§ **Work item**
Please restate exactly what appears in the records below from the first line to the line where "pub fn render_json(transcript: &Transcript)" is, that line included.

Records from a dataset
________

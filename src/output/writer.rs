use super::format::OutputFormat;
use crate::errors::{OutputError, TranscriptParserResult};
use crate::transcript::Transcript;
use log::info;
use std::fs;
use std::path::Path;

/// Serialize the transcript as an indented JSON array
pub fn render_json(transcript: &Transcript) -> TranscriptParserResult<String> {
    let json = serde_json::to_string_pretty(transcript).map_err(OutputError::from)?;
    Ok(json)
}

/// Render each entry as Speaker/Time/Text lines followed by two blank lines
pub fn render_txt(transcript: &Transcript) -> String {
    let mut out = String::new();
    for entry in transcript {
        out.push_str(&format!("Speaker: {}\n", entry.speaker));
        out.push_str(&format!("Time: {} --> {}\n", entry.start, entry.end));
        out.push_str(&format!("Text: {}\n", entry.text));
        out.push_str("\n\n");
    }
    out
}

pub fn render_transcript(
    transcript: &Transcript,
    format: OutputFormat,
) -> TranscriptParserResult<String> {
    match format {
        OutputFormat::Json => render_json(transcript),
        OutputFormat::Txt => Ok(render_txt(transcript)),
    }
}

/// Render and write the transcript to `path` in one go
pub fn write_transcript<P: AsRef<Path>>(
    path: P,
    transcript: &Transcript,
    format: OutputFormat,
) -> TranscriptParserResult<()> {
    let path = path.as_ref();
    let rendered = render_transcript(transcript, format)?;

    fs::write(path, rendered)
        .map_err(|e| OutputError::new(format!("{}: {}", path.display(), e)))?;

    info!(
        "Wrote {} entries as {} to {}",
        transcript.len(),
        format,
        path.display()
    );
    Ok(())
}
use super::types::{RawBlock, SkippedBlock, TranscriptEntry, TIMING_SEPARATOR, UNKNOWN_SPEAKER};
use crate::errors::BlockError;
use log::debug;
use once_cell::sync::Lazy;
use regex::Regex;

// Only the first `<v NAME>...</v>` span at the start of the text counts
static VOICE_TAG_RE: Lazy<Regex> =
    Lazy::new(|| Regex::new(r"(?s)^<v\s+(.+?)>(.+?)</v>").expect("Invalid regex"));

/// Entries that survived extraction plus the blocks that did not
#[derive(Debug, Clone, Default)]
pub struct ExtractionReport {
    pub entries: Vec<TranscriptEntry>,
    pub skipped: Vec<SkippedBlock>,
}

/// Split a timing line into trimmed start and end timestamps
fn split_timing(timing: &str) -> Result<(String, String), BlockError> {
    let (start, end) =
        timing
            .split_once(TIMING_SEPARATOR)
            .ok_or_else(|| BlockError::MissingSeparator {
                timing: timing.to_string(),
            })?;

    Ok((start.trim().to_string(), end.trim().to_string()))
}

/// Pull speaker and text out of the joined text of a block
fn split_voice(text: &str) -> (String, String) {
    match VOICE_TAG_RE.captures(text) {
        Some(caps) => (caps[1].trim().to_string(), caps[2].trim().to_string()),
        None => (UNKNOWN_SPEAKER.to_string(), text.to_string()),
    }
}

/// Turn one block into a transcript entry
pub fn extract_entry(block: &RawBlock) -> Result<TranscriptEntry, BlockError> {
    let (start, end) = split_timing(&block.timing)?;

    let joined = block.text_lines.join(" ");
    let (speaker, text) = split_voice(joined.trim());

    Ok(TranscriptEntry {
        speaker,
        start,
        end,
        text,
    })
}

/// Extract every block, collecting failures instead of stopping at them
pub fn extract_entries(blocks: &[RawBlock]) -> ExtractionReport {
    let mut report = ExtractionReport::default();

    for (idx, block) in blocks.iter().enumerate() {
        match extract_entry(block) {
            Ok(entry) => report.entries.push(entry),
            Err(error) => {
                debug!("Block #{} failed extraction: {}", idx + 1, error);
                report.skipped.push(SkippedBlock {
                    ordinal: idx + 1,
                    identifier: block.identifier.clone(),
                    error,
                });
            }
        }
    }

    debug!(
        "Structured {} entries, skipped {} blocks",
        report.entries.len(),
        report.skipped.len()
    );
    report
}
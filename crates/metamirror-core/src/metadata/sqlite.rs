//! SQLite metadata source.
//!
//! SQLite has no catalogs. The main database and any attached databases are
//! reported as schemas; tables and views come from each schema's
//! `sqlite_master`, foreign keys from `PRAGMA foreign_key_list`.
//!
//! URLs take the form `sqlite:<path>` or `sqlite::memory:`.

use rusqlite::OpenFlags;
use tracing::debug;

use super::source::{
    CatalogInfo, Connection, ConnectionError, ConnectionFactory, DataSourceParams, ForeignKeyInfo,
    MetadataSource, SchemaInfo, TableInfo,
};

/// URL scheme accepted by [`SqliteConnectionFactory`]
pub const SQLITE_SCHEME: &str = "sqlite:";

const IN_MEMORY: &str = ":memory:";

/// Opens SQLite databases named by `sqlite:` URLs
#[derive(Debug, Clone, Copy, Default)]
pub struct SqliteConnectionFactory;

impl SqliteConnectionFactory {
    fn path_of(url: &str) -> Result<&str, ConnectionError> {
        let rest = url
            .strip_prefix(SQLITE_SCHEME)
            .ok_or_else(|| ConnectionError::Unsupported(format!("not a sqlite URL: {url}")))?;
        let path = rest.strip_prefix("//").unwrap_or(rest);
        if path.is_empty() {
            return Err(ConnectionError::Unsupported(format!("missing path in {url}")));
        }
        Ok(path)
    }
}

impl ConnectionFactory for SqliteConnectionFactory {
    fn connect(&self, params: &DataSourceParams) -> Result<Box<dyn Connection>, ConnectionError> {
        if let Some(driver) = params.driver.as_deref() {
            if !driver.eq_ignore_ascii_case("sqlite") {
                return Err(ConnectionError::Unsupported(format!("driver '{driver}'")));
            }
        }
        let path = Self::path_of(&params.url)?;
        let conn = if path == IN_MEMORY {
            rusqlite::Connection::open_in_memory()?
        } else {
            // Existing databases only; a typo should not create an empty file
            rusqlite::Connection::open_with_flags(
                path,
                OpenFlags::SQLITE_OPEN_READ_WRITE
                    | OpenFlags::SQLITE_OPEN_URI
                    | OpenFlags::SQLITE_OPEN_NO_MUTEX,
            )?
        };
        debug!(path, "Opened SQLite connection");
        Ok(Box::new(SqliteConnection { conn: Some(conn) }))
    }
}

/// A live SQLite connection
pub struct SqliteConnection {
    conn: Option<rusqlite::Connection>,
}

impl SqliteConnection {
    fn conn(&self) -> Result<&rusqlite::Connection, ConnectionError> {
        self.conn.as_ref().ok_or(ConnectionError::Closed)
    }
}

impl Connection for SqliteConnection {
    fn metadata(&self) -> Result<Box<dyn MetadataSource + '_>, ConnectionError> {
        Ok(Box::new(SqliteMetadata { conn: self.conn()? }))
    }

    fn execute(&self, sql: &str) -> Result<usize, ConnectionError> {
        Ok(self.conn()?.execute(sql, [])?)
    }

    fn close(&mut self) -> Result<(), ConnectionError> {
        if let Some(conn) = self.conn.take() {
            conn.close().map_err(|(_, e)| ConnectionError::Sqlite(e))?;
        }
        Ok(())
    }

    fn is_closed(&self) -> bool {
        self.conn.is_none()
    }
}

fn quote_ident(name: &str) -> String {
    format!("\"{}\"", name.replace('"', "\"\""))
}

struct SqliteMetadata<'a> {
    conn: &'a rusqlite::Connection,
}

impl MetadataSource for SqliteMetadata<'_> {
    fn catalog_term(&self) -> Result<Option<String>, ConnectionError> {
        Ok(None)
    }

    fn schema_term(&self) -> Result<Option<String>, ConnectionError> {
        Ok(Some("schema".to_string()))
    }

    fn fetch_catalogs(&self) -> Result<Vec<CatalogInfo>, ConnectionError> {
        Ok(Vec::new())
    }

    fn fetch_schemas(&self, catalog: Option<&str>) -> Result<Vec<SchemaInfo>, ConnectionError> {
        if catalog.is_some() {
            return Ok(Vec::new());
        }
        let mut stmt = self.conn.prepare("PRAGMA database_list")?;
        let names = stmt
            .query_map([], |row| row.get::<_, String>(1))?
            .collect::<Result<Vec<_>, _>>()?;
        Ok(names
            .into_iter()
            .filter(|name| name != "temp")
            .map(|name| SchemaInfo {
                name,
                catalog: None,
            })
            .collect())
    }

    fn fetch_tables(
        &self,
        _catalog: Option<&str>,
        schema: Option<&str>,
    ) -> Result<Vec<TableInfo>, ConnectionError> {
        let schema_name = schema.unwrap_or("main");
        let sql = format!(
            "SELECT name, type FROM {}.sqlite_master
             WHERE type IN ('table', 'view') AND name NOT LIKE 'sqlite_%'
             ORDER BY name",
            quote_ident(schema_name)
        );
        let mut stmt = self.conn.prepare(&sql)?;
        let rows = stmt
            .query_map([], |row| Ok((row.get::<_, String>(0)?, row.get::<_, String>(1)?)))?
            .collect::<Result<Vec<_>, _>>()?;
        Ok(rows
            .into_iter()
            .map(|(name, kind)| TableInfo {
                name,
                catalog: None,
                schema: schema.map(str::to_string),
                table_type: kind.to_uppercase(),
                remarks: None,
            })
            .collect())
    }

    fn fetch_imported_keys(
        &self,
        _catalog: Option<&str>,
        schema: Option<&str>,
        table: &str,
    ) -> Result<Vec<ForeignKeyInfo>, ConnectionError> {
        let sql = format!(
            "PRAGMA {}.foreign_key_list({})",
            quote_ident(schema.unwrap_or("main")),
            quote_ident(table)
        );
        let mut stmt = self.conn.prepare(&sql)?;
        let rows = stmt
            .query_map([], |row| {
                Ok((
                    row.get::<_, i64>(0)?,
                    row.get::<_, String>(2)?,
                    row.get::<_, String>(3)?,
                    row.get::<_, Option<String>>(4)?,
                ))
            })?
            .collect::<Result<Vec<_>, _>>()?;

        // One row per column; rows sharing an id belong to one key
        let mut keys: Vec<(i64, ForeignKeyInfo)> = Vec::new();
        for (id, referenced, from, to) in rows {
            match keys.iter_mut().find(|(key_id, _)| *key_id == id) {
                Some((_, key)) => key.columns.push((from, to)),
                None => keys.push((
                    id,
                    ForeignKeyInfo {
                        name: None,
                        table: table.to_string(),
                        referenced_table: referenced,
                        columns: vec![(from, to)],
                    },
                )),
            }
        }
        Ok(keys.into_iter().map(|(_, key)| key).collect())
    }
}

#[cfg(test)]
mod tests {
    use super::*;
    use pretty_assertions::assert_eq;
    use tempfile::TempDir;

    fn fixture() -> (TempDir, DataSourceParams) {
        let temp = TempDir::new().unwrap();
        let path = temp.path().join("shop.db");
        let conn = rusqlite::Connection::open(&path).unwrap();
        conn.execute_batch(
            "CREATE TABLE customers (id INTEGER PRIMARY KEY, name TEXT);
             CREATE TABLE orders (id INTEGER PRIMARY KEY,
                                  customer_id INTEGER REFERENCES customers(id));
             CREATE VIEW big_orders AS SELECT * FROM orders;",
        )
        .unwrap();
        let url = format!("sqlite:{}", path.display());
        (temp, DataSourceParams::new("shop", url))
    }

    #[test]
    fn test_schemas_and_tables() {
        let (_temp, params) = fixture();
        let conn = SqliteConnectionFactory.connect(&params).unwrap();
        let md = conn.metadata().unwrap();

        assert!(md.fetch_catalogs().unwrap().is_empty());
        let schemas: Vec<String> = md
            .fetch_schemas(None)
            .unwrap()
            .into_iter()
            .map(|s| s.name)
            .collect();
        assert_eq!(schemas, vec!["main".to_string()]);

        let tables: Vec<(String, String)> = md
            .fetch_tables(None, Some("main"))
            .unwrap()
            .into_iter()
            .map(|t| (t.name, t.table_type))
            .collect();
        assert_eq!(
            tables,
            vec![
                ("big_orders".to_string(), "VIEW".to_string()),
                ("customers".to_string(), "TABLE".to_string()),
                ("orders".to_string(), "TABLE".to_string()),
            ]
        );
    }

    #[test]
    fn test_imported_keys() {
        let (_temp, params) = fixture();
        let conn = SqliteConnectionFactory.connect(&params).unwrap();
        let md = conn.metadata().unwrap();

        let keys = md.fetch_imported_keys(None, Some("main"), "orders").unwrap();
        assert_eq!(keys.len(), 1);
        assert_eq!(keys[0].referenced_table, "customers");
        assert_eq!(
            keys[0].columns,
            vec![("customer_id".to_string(), Some("id".to_string()))]
        );
        assert!(md
            .fetch_imported_keys(None, Some("main"), "customers")
            .unwrap()
            .is_empty());
    }

    #[test]
    fn test_missing_file_is_an_error() {
        let temp = TempDir::new().unwrap();
        let params = DataSourceParams::new(
            "missing",
            format!("sqlite:{}", temp.path().join("nope.db").display()),
        );
        assert!(SqliteConnectionFactory.connect(&params).is_err());
    }

    #[test]
    fn test_rejects_foreign_urls() {
        let params = DataSourceParams::new("pg", "postgres://localhost/db");
        assert!(matches!(
            SqliteConnectionFactory.connect(&params),
            Err(ConnectionError::Unsupported(_))
        ));
    }

    #[test]
    fn test_execute_and_close() {
        let params = DataSourceParams::new("mem", "sqlite::memory:");
        let mut conn = SqliteConnectionFactory.connect(&params).unwrap();
        conn.execute("CREATE TABLE t (x INTEGER)").unwrap();
        assert_eq!(conn.execute("INSERT INTO t VALUES (1)").unwrap(), 1);

        conn.close().unwrap();
        assert!(conn.is_closed());
        assert!(matches!(
            conn.execute("SELECT 1"),
            Err(ConnectionError::Closed)
        ));
    }
}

________

§ **Response area**
filename src/output/writer.rs
use super::format::OutputFormat;
use crate::errors::{OutputError, TranscriptParserResult};
use crate::transcript::Transcript;
use log::info;
use std::fs;
use std::path::Path;

/// Serialize the transcript as an indented JSON array
pub fn render_json(transcript: &Transcript) -> TranscriptParserResult<String> {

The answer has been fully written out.